──────── Material supplied
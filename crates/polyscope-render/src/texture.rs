//! CPU-side texture images handed to shader programs.

use glam::Vec3;
use polyscope_core::error::{PolyscopeError, Result};

use crate::rules::TextureDim;

/// An RGBA8 image with a sampler dimensionality.
///
/// 1D textures have `height == 1`; only 3D and array textures use `depth`.
#[derive(Debug, Clone, PartialEq, Eq)]
pub struct Texture {
    dim: TextureDim,
    width: u32,
    height: u32,
    depth: u32,
    data: Vec<u8>,
}

impl Texture {
    fn with_extent(dim: TextureDim, width: u32, height: u32, depth: u32, data: Vec<u8>) -> Result<Self> {
        let expected = [height, depth, 4]
            .into_iter()
            .try_fold(width as usize, |acc, n| acc.checked_mul(n as usize))
            .ok_or_else(|| PolyscopeError::InvalidParameter {
                parameter: "texture extent".to_string(),
                reason: format!("{width}x{height}x{depth} texels overflow the addressable size"),
            })?;
        if data.len() != expected {
            return Err(PolyscopeError::SizeMismatch {
                expected,
                actual: data.len(),
            });
        }
        Ok(Self {
            dim,
            width,
            height,
            depth,
            data,
        })
    }

    /// Creates a 1D texture from `width` RGBA8 texels.
    pub fn new_1d(width: u32, data: Vec<u8>) -> Result<Self> {
        Self::with_extent(TextureDim::D1, width, 1, 1, data)
    }

    /// Creates a 2D texture from row-major RGBA8 texels.
    pub fn new_2d(width: u32, height: u32, data: Vec<u8>) -> Result<Self> {
        Self::with_extent(TextureDim::D2, width, height, 1, data)
    }

    /// Creates a 3D texture from RGBA8 texels, slice by slice.
    pub fn new_3d(width: u32, height: u32, depth: u32, data: Vec<u8>) -> Result<Self> {
        Self::with_extent(TextureDim::D3, width, height, depth, data)
    }

    /// Creates a layered 2D texture from RGBA8 texels, layer by layer.
    pub fn new_array(width: u32, height: u32, layers: u32, data: Vec<u8>) -> Result<Self> {
        Self::with_extent(TextureDim::Array, width, height, layers, data)
    }

    /// Creates a 2D texture from a decoded image.
    pub fn from_rgba_image(image: &image::RgbaImage) -> Self {
        Self {
            dim: TextureDim::D2,
            width: image.width(),
            height: image.height(),
            depth: 1,
            data: image.as_raw().clone(),
        }
    }

    /// Creates a 2D texture from any decoded image, converting to RGBA8.
    pub fn from_dynamic_image(image: &image::DynamicImage) -> Self {
        Self::from_rgba_image(&image.to_rgba8())
    }

    /// Loads a 2D texture from an image file.
    pub fn open(path: impl AsRef<std::path::Path>) -> Result<Self> {
        let image = image::open(path.as_ref())
            .map_err(|e| PolyscopeError::RenderError(format!("failed to load texture: {e}")))?;
        Ok(Self::from_dynamic_image(&image))
    }

    /// A 1x1 2D texture of a single opaque color.
    #[allow(clippy::cast_possible_truncation, clippy::cast_sign_loss)]
    pub fn solid(color: Vec3) -> Self {
        let c = (color.clamp(Vec3::ZERO, Vec3::ONE) * 255.0).round();
        Self {
            dim: TextureDim::D2,
            width: 1,
            height: 1,
            depth: 1,
            data: vec![c.x as u8, c.y as u8, c.z as u8, 255],
        }
    }

    pub fn dim(&self) -> TextureDim {
        self.dim
    }

    pub fn width(&self) -> u32 {
        self.width
    }

    pub fn height(&self) -> u32 {
        self.height
    }

    pub fn depth(&self) -> u32 {
        self.depth
    }

    /// Raw RGBA8 bytes.
    pub fn data(&self) -> &[u8] {
        &self.data
    }

    /// Returns the texel at `(x, y)` of the first slice.
    pub fn texel(&self, x: u32, y: u32) -> Option<[u8; 4]> {
        if x >= self.width || y >= self.height {
            return None;
        }
        let i = (y as usize * self.width as usize + x as usize) * 4;
        self.data.get(i..i + 4).and_then(|s| s.try_into().ok())
    }
}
────────────────
● **Your assignment**
Exactly reproduce the entries in their entirety.

● **Answer space**
filename crates/polyscope-render/src/texture.rs
//! CPU-side texture images handed to shader programs.

use glam::Vec3;
use polyscope_core::error::{PolyscopeError, Result};

use crate::rules::TextureDim;

/// An RGBA8 image with a sampler dimensionality.
///
/// 1D textures have `height == 1`; only 3D and array textures use `depth`.
#[derive(Debug, Clone, PartialEq, Eq)]
pub struct Texture {
    dim: TextureDim,
    width: u32,
    height: u32,
    depth: u32,
    data: Vec<u8>,
}

impl Texture {
    fn with_extent(dim: TextureDim, width: u32, height: u32, depth: u32, data: Vec<u8>) -> Result<Self> {
        let expected = [height, depth, 4]
            .into_iter()
            .try_fold(width as usize, |acc, n| acc.checked_mul(n as usize))
            .ok_or_else(|| PolyscopeError::InvalidParameter {
                parameter: "texture extent".to_string(),
                reason: format!("{width}x{height}x{depth} texels overflow the addressable size"),
            })?;
        if data.len() != expected {
            return Err(PolyscopeError::SizeMismatch {
                expected,
                actual: data.len(),
            });
        }
        Ok(Self {
            dim,
            width,
            height,
            depth,
            data,
        })
    }

    /// Creates a 1D texture from `width` RGBA8 texels.
    pub fn new_1d(width: u32, data: Vec<u8>) -> Result<Self> {
        Self::with_extent(TextureDim::D1, width, 1, 1, data)
    }

    /// Creates a 2D texture from row-major RGBA8 texels.
    pub fn new_2d(width: u32, height: u32, data: Vec<u8>) -> Result<Self> {
        Self::with_extent(TextureDim::D2, width, height, 1, data)
    }

    /// Creates a 3D texture from RGBA8 texels, slice by slice.
    pub fn new_3d(width: u32, height: u32, depth: u32, data: Vec<u8>) -> Result<Self> {
        Self::with_extent(TextureDim::D3, width, height, depth, data)
    }

    /// Creates a layered 2D texture from RGBA8 texels, layer by layer.
    pub fn new_array(width: u32, height: u32, layers: u32, data: Vec<u8>) -> Result<Self> {
        Self::with_extent(TextureDim::Array, width, height, layers, data)
    }

    /// Creates a 2D texture from a decoded image.
    pub fn from_rgba_image(image: &image::RgbaImage) -> Self {
        Self {
            dim: TextureDim::D2,
            width: image.width(),
            height: image.height(),
            depth: 1,
            data: image.as_raw().clone(),
        }
    }

    /// Creates a 2D texture from any decoded image, converting to RGBA8.
    pub fn from_dynamic_image(image: &image::DynamicImage) -> Self {
        Self::from_rgba_image(&image.to_rgba8())
    }

    /// Loads a 2D texture from an image file.
    pub fn open(path: impl AsRef<std::path::Path>) -> Result<Self> {
        let image = image::open(path.as_ref())
            .map_err(|e| PolyscopeError::RenderError(format!("failed to load texture: {e}")))?;
        Ok(Self::from_dynamic_image(&image))
    }

    /// A 1x1 2D texture of a single opaque color.
    #[allow(clippy::cast_possible_truncation, clippy::cast_sign_loss)]
    pub fn solid(color: Vec3) -> Self {
        let c = (color.clamp(Vec3::ZERO, Vec3::ONE) * 255.0).round();
        Self {
            dim: TextureDim::D2,
            width: 1,
            height: 1,
            depth: 1,
            data: vec![c.x as u8, c.y as u8, c.z as u8, 255],
        }
    }

    pub fn dim(&self) -> TextureDim {
        self.dim
    }

    pub fn width(&self) -> u32 {
        self.width
    }

    pub fn height(&self) -> u32 {
        self.height
    }

    pub fn depth(&self) -> u32 {
        self.depth
    }

    /// Raw RGBA8 bytes.
    pub fn data(&self) -> &[u8] {
        &self.data
    }

    /// Returns the texel at `(x, y)` of the first slice.
    pub fn texel(&self, x: u32, y: u32) -> Option<[u8; 4]> {
        if x >= self.width || y >= self.height {
            return None;
        }
        let i = (y as usize * self.width as usize + x as usize) * 4;
        self.data.get(i..i + 4).and_then(|s| s.try_into().ok())
    }
}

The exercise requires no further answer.